Woodlands Academy of the Sacred Heart received top-level honors at a WorldStrides Heritage Festival held April 11-13 in Nashville, Tennessee. Three musical ensembles from the all-girls college-preparatory high school in Lake Forest performed in front of nationally acclaimed adjudicators and learned from the feedback they received during this “Music City” event, which drew some 500 participants from across the country.
Woodlands Academy’s two choral entries competed against nearly 20 other schools in Class 2A. The elite small-ensemble student-led Microscope choir brought home a Silver plaque while the Kaleidoscope choir, under the direction of Woodlands’ music coordinator Matthew Hickey, also won Silver.
The Woodlands Academy Symphony Orchestra, under Hickey’s direction, competed in Class 1A and returned home with a Bronze award.
In addition to these ensemble accolades, two Woodlands Academy students won prestigious individual honors at the WorldStrides Heritage competition.

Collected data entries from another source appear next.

use std::collections::VecDeque;
use std::fs::File;
use std::io::{self, Write};
use std::path::{Path, PathBuf};
use std::time::Duration;

use memchr::memchr_iter;
use tokio_util::sync::CancellationToken;

use super::decode::LineDecoder;
use super::extract::TailExtractor;
use super::rotation::{FileIdentity, Rotation, RotationDetector};
use super::window::{Window, WindowReader};
use crate::config::{RotationStart, TailConfig};
use crate::error::{Result, TailError};

/// Blocks the follow loop between polls.
pub trait Sleeper {
    fn sleep(&mut self, interval: Duration);
}

pub struct ThreadSleeper;

impl Sleeper for ThreadSleeper {
    fn sleep(&mut self, interval: Duration) {
        std::thread::sleep(interval);
    }
}

/// Receives completed lines. The follow loop waits for `accept` to return
/// before reading further, so a slow sink slows the loop down.
pub trait LineSink {
    fn accept(&mut self, line: &str) -> io::Result<()>;
}

impl<F> LineSink for F
where
    F: FnMut(&str) -> io::Result<()>,
{
    fn accept(&mut self, line: &str) -> io::Result<()> {
        self(line)
    }
}

/// Writes one line per `accept` and flushes.
pub struct WriterSink<W: Write> {
    writer: W,
}

impl<W: Write> WriterSink<W> {
    pub fn new(writer: W) -> Self {
        Self { writer }
    }
}

impl<W: Write> LineSink for WriterSink<W> {
    fn accept(&mut self, line: &str) -> io::Result<()> {
        writeln!(self.writer, "{}", line)?;
        self.writer.flush()
    }
}

/// The most recent `capacity` lines, oldest first.
#[derive(Debug, Clone)]
pub struct SlidingWindow {
    lines: VecDeque<String>,
    capacity: usize,
}

impl SlidingWindow {
    pub fn new(capacity: usize) -> Self {
        Self {
            lines: VecDeque::with_capacity(capacity),
            capacity,
        }
    }

    pub fn capacity(&self) -> usize {
        self.capacity
    }

    pub fn len(&self) -> usize {
        self.lines.len()
    }

    pub fn is_empty(&self) -> bool {
        self.lines.is_empty()
    }

    pub fn push(&mut self, line: String) {
        if self.capacity == 0 {
            return;
        }
        if self.lines.len() == self.capacity {
            self.lines.pop_front();
        }
        self.lines.push_back(line);
    }

    /// Swap the newest line for `line`
    pub fn replace_last(&mut self, line: String) {
        self.lines.pop_back();
        self.push(line);
    }

    pub fn reset(&mut self, lines: Vec<String>) {
        self.lines.clear();
        for line in lines {
            self.push(line);
        }
    }

    pub fn clear(&mut self) {
        self.lines.clear();
    }

    pub fn iter(&self) -> impl Iterator<Item = &str> {
        self.lines.iter().map(String::as_str)
    }

    pub fn to_vec(&self) -> Vec<String> {
        self.lines.iter().cloned().collect()
    }
}

/// Splits forward-read chunks into lines, carrying an unterminated
/// remainder from one chunk (and one poll) to the next.
pub struct LineSplitter {
    decoder: LineDecoder,
    pending: Vec<u8>,
    /// File offset of the first pending byte
    pending_start: u64,
}

impl LineSplitter {
    pub fn new(config: &TailConfig) -> Self {
        Self {
            decoder: LineDecoder::new(config),
            pending: Vec::new(),
            pending_start: 0,
        }
    }

    /// Drop the remainder and expect the next chunk at `offset`.
    pub fn reset(&mut self, offset: u64) {
        self.pending.clear();
        self.pending_start = offset;
    }

    pub fn feed(&mut self, chunk: Window<'_>) -> Result<Vec<String>> {
        let mut lines = Vec::new();
        let mut from = 0;

        for pos in memchr_iter(b'\n', chunk.bytes) {
            self.pending.extend_from_slice(&chunk.bytes[from..pos]);
            lines.push(self.decoder.decode(&self.pending, self.pending_start, true)?);
            self.pending.clear();
            from = pos + 1;
            self.pending_start = chunk.start + from as u64;
        }

        self.pending.extend_from_slice(&chunk.bytes[from..]);
        Ok(lines)
    }
}

#[derive(Debug, Clone, Copy, PartialEq, Eq)]
pub enum FollowState {
    Initialized,
    Polling,
    Reading,
    /// Old handle dropped; waiting for the path to be reopened
    Rotated,
    Stopped,
}

struct OpenFile {
    reader: WindowReader,
    identity: FileIdentity,
    /// Size seen at the last poll
    size: u64,
}

/// Polls a file for appended bytes after seeding itself with its last lines.
pub struct FollowEngine<S: Sleeper = ThreadSleeper> {
    path: PathBuf,
    config: TailConfig,
    sleeper: S,
    state: FollowState,
    window: SlidingWindow,
    splitter: LineSplitter,
    open: Option<OpenFile>,
    /// The newest window entry was seeded without its `\n` yet
    partial_seeded: bool,
    recovery_attempts: u32,
}

impl<S: Sleeper> FollowEngine<S> {
    pub fn new(path: impl Into<PathBuf>, n: usize, config: TailConfig, sleeper: S) -> Self {
        let splitter = LineSplitter::new(&config);
        Self {
            path: path.into(),
            config,
            sleeper,
            state: FollowState::Initialized,
            window: SlidingWindow::new(n),
            splitter,
            open: None,
            partial_seeded: false,
            recovery_attempts: 0,
        }
    }

    pub fn path(&self) -> &Path {
        &self.path
    }

    pub fn state(&self) -> FollowState {
        self.state
    }

    pub fn window(&self) -> &SlidingWindow {
        &self.window
    }

    /// Byte offset the next forward read starts at, if a file is open.
    pub fn cursor(&self) -> Option<u64> {
        self.open.as_ref().map(|open| open.reader.cursor())
    }

    /// Seed the window from the file's last lines and emit the complete ones.
    /// Open-time errors are fatal here and never retried.
    pub fn initialize<K: LineSink + ?Sized>(&mut self, sink: &mut K) -> Result<()> {
        let file = File::open(&self.path).map_err(|e| TailError::open(&self.path, e))?;
        self.seed(file)?;

        let complete = self.window.len() - usize::from(self.partial_seeded && !self.window.is_empty());
        for line in self.window.iter().take(complete) {
            sink.accept(line)?;
        }

        tracing::info!(
            path = %self.path.display(),
            lines = self.window.len(),
            cursor = ?self.cursor(),
            "Following file"
        );
        self.state = FollowState::Polling;
        Ok(())
    }

    /// Poll until `cancel` fires or an unrecoverable error occurs.
    /// Cancellation is checked before every sleep and every poll.
    pub fn run<K: LineSink + ?Sized>(&mut self, sink: &mut K, cancel: &CancellationToken) -> Result<()> {
        let result = self.poll_until_cancelled(sink, cancel);
        self.state = FollowState::Stopped;
        if let Err(e) = &result {
            tracing::debug!(path = %self.path.display(), error = %e, "Follow stopped");
        }
        result
    }

    fn poll_until_cancelled<K: LineSink + ?Sized>(
        &mut self,
        sink: &mut K,
        cancel: &CancellationToken,
    ) -> Result<()> {
        if self.state == FollowState::Initialized {
            self.initialize(sink)?;
        }

        let interval = self.config.poll_interval();
        loop {
            if cancel.is_cancelled() {
                break;
            }
            self.sleeper.sleep(interval);
            if cancel.is_cancelled() {
                break;
            }
            self.poll(sink)?;
        }

        tracing::debug!(path = %self.path.display(), "Follow cancelled");
        Ok(())
    }

    /// One poll cycle: stat the path, then read appended bytes or recover
    /// from rotation.
    pub fn poll<K: LineSink + ?Sized>(&mut self, sink: &mut K) -> Result<()> {
        self.state = FollowState::Polling;

        let (identity, size, cursor) = match &self.open {
            Some(open) => (open.identity, open.size, open.reader.cursor()),
            None => return self.recover(sink),
        };

        let seen = match RotationDetector::detect(&identity, size, &self.path) {
            Ok(seen) => seen,
            Err(e) if e.kind() == io::ErrorKind::NotFound => {
                tracing::info!(path = %self.path.display(), "File disappeared");
                self.discard();
                return self.recovery_pending();
            }
            Err(e) => return Err(e.into()),
        };

        match seen.rotation {
            Rotation::Unchanged => {
                if seen.size > cursor {
                    self.read_delta(seen.size, sink)?;
                }
            }
            Rotation::Truncated | Rotation::Replaced => {
                tracing::info!(
                    path = %self.path.display(),
                    rotation = ?seen.rotation,
                    old_size = size,
                    new_size = seen.size,
                    "File rotated, reopening"
                );
                self.discard();
                self.recover(sink)?;
            }
        }

        if self.open.is_some() {
            self.state = FollowState::Polling;
        }
        Ok(())
    }

    fn read_delta<K: LineSink + ?Sized>(&mut self, end: u64, sink: &mut K) -> Result<()> {
        self.state = FollowState::Reading;

        let Some(open) = self.open.as_mut() else {
            return Ok(());
        };
        let splitter = &mut self.splitter;
        let window = &mut self.window;
        let partial_seeded = &mut self.partial_seeded;

        let from = open.reader.cursor();
        let mut emitted = 0usize;
        open.reader.read_forward(end, |chunk| {
            for line in splitter.feed(chunk)? {
                sink.accept(&line)?;
                if std::mem::take(partial_seeded) {
                    window.replace_last(line);
                } else {
                    window.push(line);
                }
                emitted += 1;
            }
            Ok(())
        })?;
        open.size = end;

        tracing::debug!(
            path = %self.path.display(),
            from,
            to = end,
            lines = emitted,
            "Read appended bytes"
        );
        Ok(())
    }

    /// Forget the old handle and anything read through it.
    fn discard(&mut self) {
        self.open = None;
        self.splitter.reset(0);
        self.partial_seeded = false;
        self.state = FollowState::Rotated;
    }

    fn recover<K: LineSink + ?Sized>(&mut self, sink: &mut K) -> Result<()> {
        self.state = FollowState::Rotated;

        let file = match File::open(&self.path) {
            Ok(file) => file,
            Err(e) if e.kind() == io::ErrorKind::NotFound => return self.recovery_pending(),
            Err(e) => return Err(TailError::open(&self.path, e)),
        };

        if self.recovery_attempts > 0 {
            tracing::info!(
                path = %self.path.display(),
                attempts = self.recovery_attempts,
                "File is back"
            );
        }
        self.recovery_attempts = 0;

        match self.config.rotation_start {
            RotationStart::Beginning => {
                let metadata = file.metadata()?;
                self.window.clear();
                self.splitter.reset(0);
                self.open = Some(OpenFile {
                    reader: WindowReader::new(file, 0, self.config.window_size_bytes),
                    identity: FileIdentity::of(&metadata),
                    size: 0,
                });
                if metadata.len() > 0 {
                    self.read_delta(metadata.len(), sink)?;
                }
            }
            RotationStart::End => self.seed(file)?,
        }
        Ok(())
    }

    fn recovery_pending(&mut self) -> Result<()> {
        self.state = FollowState::Rotated;
        self.recovery_attempts += 1;

        if let Some(max) = self.config.max_rotation_retries {
            if self.recovery_attempts > max {
                return Err(TailError::RotationRecoveryPending {
                    path: self.path.clone(),
                    attempts: self.recovery_attempts,
                });
            }
        }

        tracing::debug!(
            path = %self.path.display(),
            attempts = self.recovery_attempts,
            "Waiting for file to reappear"
        );
        Ok(())
    }

    /// Fill the window from the file's last lines and park the cursor at
    /// the end, or at the start of an unterminated last line.
    fn seed(&mut self, file: File) -> Result<()> {
        let identity = FileIdentity::of(&file.metadata()?);
        let extraction = TailExtractor::new(&self.config).extract_handle(file, self.window.capacity())?;
        let cursor = extraction.end - extraction.partial_tail;

        self.window.reset(extraction.lines);
        self.partial_seeded = extraction.partial_tail > 0;
        self.splitter.reset(cursor);
        self.open = Some(OpenFile {
            reader: WindowReader::new(extraction.file, cursor, self.config.window_size_bytes),
            identity,
            size: extraction.end,
        });
        Ok(())
    }
}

Senior Giuliana Popoff received the Ovation Award. Based on nominations from participating directors, this recognition goes to the one student at each festival whose contribution to his or her music program transcends the making of music and goes beyond the music classroom. Recipients typically have given of themselves on behalf of their family, music program, school and community.
Sophomore Madeleine Lillis’ piano accompaniment of the Kaleidoscope choir earned her a Maestro Award from festival adjudicators. Maestros recognize extraordinary musical ability and sensitivity demonstrated during the competition. Lillis’ award includes an invitation to participate in the upcoming WorldStrides Festival of Gold at New York City’s Carnegie Hall.

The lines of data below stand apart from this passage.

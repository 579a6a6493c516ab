use std::io::Write;
use std::path::{Path, PathBuf};

use anyhow::{Context, Result};
use clap::Parser;
use tokio_util::sync::CancellationToken;

use rtail::config::{
    Encoding, LineTerminator, MalformedLinePolicy, RotationStart, TailConfig, TailConfigLayer,
};
use rtail::tail::WriterSink;
use rtail::{ChunkedTail, Tail};

#[derive(Parser, Debug)]
#[command(name = "rtail", version, about = "Print the last lines of a file and optionally follow it")]
pub struct Cli {
    /// File to read
    pub file: PathBuf,

    /// Number of lines
    #[arg(short = 'n', long = "lines", default_value_t = 10)]
    pub lines: usize,

    /// Keep printing lines as the file grows
    #[arg(short, long)]
    pub follow: bool,

    /// Chunk size for backward and forward reads
    #[arg(long, value_name = "BYTES")]
    pub window_size: Option<usize>,

    /// Follow polling cadence
    #[arg(long, value_name = "MS")]
    pub poll_interval_ms: Option<u64>,

    /// Text encoding of the file
    #[arg(long, value_enum)]
    pub encoding: Option<Encoding>,

    /// Whether a `\r` before `\n` belongs to the terminator
    #[arg(long, value_enum)]
    pub line_terminator: Option<LineTerminator>,

    /// What to do with lines that are not valid in the encoding
    #[arg(long, value_enum)]
    pub malformed_line: Option<MalformedLinePolicy>,

    /// Where to resume after the file was truncated or replaced
    #[arg(long, value_enum)]
    pub rotation_start: Option<RotationStart>,

    /// Give up after this many polls without the file (default: never)
    #[arg(long, value_name = "N")]
    pub max_rotation_retries: Option<u32>,

    /// Config file layered over ~/.config/rtail/config.toml
    #[arg(long)]
    pub config: Option<String>,

    /// Verbose output
    #[arg(short, long)]
    pub verbose: bool,

    /// Only log errors
    #[arg(short, long, conflicts_with = "verbose")]
    pub quiet: bool,
}

impl Cli {
    pub fn log_directive(&self) -> &'static str {
        if self.verbose {
            "rtail=debug"
        } else if self.quiet {
            "rtail=error"
        } else {
            "rtail=info"
        }
    }

    /// Command-line settings as the topmost config layer
    pub fn overrides(&self) -> TailConfigLayer {
        TailConfigLayer {
            window_size_bytes: self.window_size,
            poll_interval_ms: self.poll_interval_ms,
            line_terminator: self.line_terminator,
            malformed_line: self.malformed_line,
            encoding: self.encoding,
            rotation_start: self.rotation_start,
            max_rotation_retries: self.max_rotation_retries,
        }
    }
}

pub async fn run(cli: Cli) -> Result<()> {
    let config = TailConfig::resolve(cli.config.as_deref(), &cli.overrides())?;
    tracing::debug!(?config, "Resolved config");

    let tail = ChunkedTail::new(config);
    if cli.follow {
        follow(tail, cli.file, cli.lines).await
    } else {
        print_tail(&tail, &cli.file, cli.lines)
    }
}

fn print_tail(tail: &ChunkedTail, path: &Path, n: usize) -> Result<()> {
    let lines = tail
        .tail(path, n)
        .with_context(|| format!("Failed to tail {}", path.display()))?;

    let stdout = std::io::stdout();
    let mut out = stdout.lock();
    for line in &lines {
        writeln!(out, "{}", line)?;
    }
    out.flush()?;
    Ok(())
}

/// Run the blocking follow loop off the runtime and stop it on Ctrl+C.
async fn follow(tail: ChunkedTail, path: PathBuf, n: usize) -> Result<()> {
    let cancel = CancellationToken::new();
    let token = cancel.clone();
    let display = path.display().to_string();

    let mut task = tokio::task::spawn_blocking(move || {
        let mut sink = WriterSink::new(std::io::stdout().lock());
        tail.follow(&path, n, &mut sink, &token)
    });

    let result = tokio::select! {
        joined = &mut task => joined,
        _ = tokio::signal::ctrl_c() => {
            tracing::debug!("Received Ctrl+C, stopping");
            cancel.cancel();
            task.await
        }
    };

    result
        .context("Follow task panicked")?
        .with_context(|| format!("Failed to follow {}", display))?;
    Ok(())
}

Hickey is understandably very proud of his students’ achievements at this year’s “Music City” event. “Community music-making changes lives, and it happens in some of our simplest rehearsal moments,” he said. “But the recognition we received at the Nashville Heritage Festival affirms that the music that happens when we come together is of the highest quality. This year our students were recognized with some very special awards. Music truly has a special quality that turns a class into a family.”
And the “Music City” experience proved rewarding in other ways for Woodlands Academy’s participants. For example, Hickey said his students enjoyed dinner at Paula Deen’s Family Restaurant at Opry Mills before attending the live Friday night Grand Ole Opry radio broadcast. Following their Saturday performances, Woodlands’ musicians went sight-seeing and souvenir shopping in downtown Nashville prior to the festival’s awards ceremony, which included dinner – and some line-dancing. Before returning home on Sunday, Woodlands Academy’s musicians visited the Country Music Hall of Fame and toured the famous Ryman Auditorium, also known as the “mother church of country music.”
This trip was the latest in a string of top-tier award-winning performances by Woodlands Academy vocalists and instrumentalists at competitive festivals held in different cities each year.
Music performed at the recent Nashville event – along with other selections – will be featured when the choirs and orchestra perform at 7 p.m. Friday, May 9, during Woodlands Academy’s annual Fine Arts Evening, which is open to the public free of charge.
[Photo Caption: Sophomore Madeleine Lillis, left, won a Maestro Award while senior Giuliana Popoff received the Ovation Award.]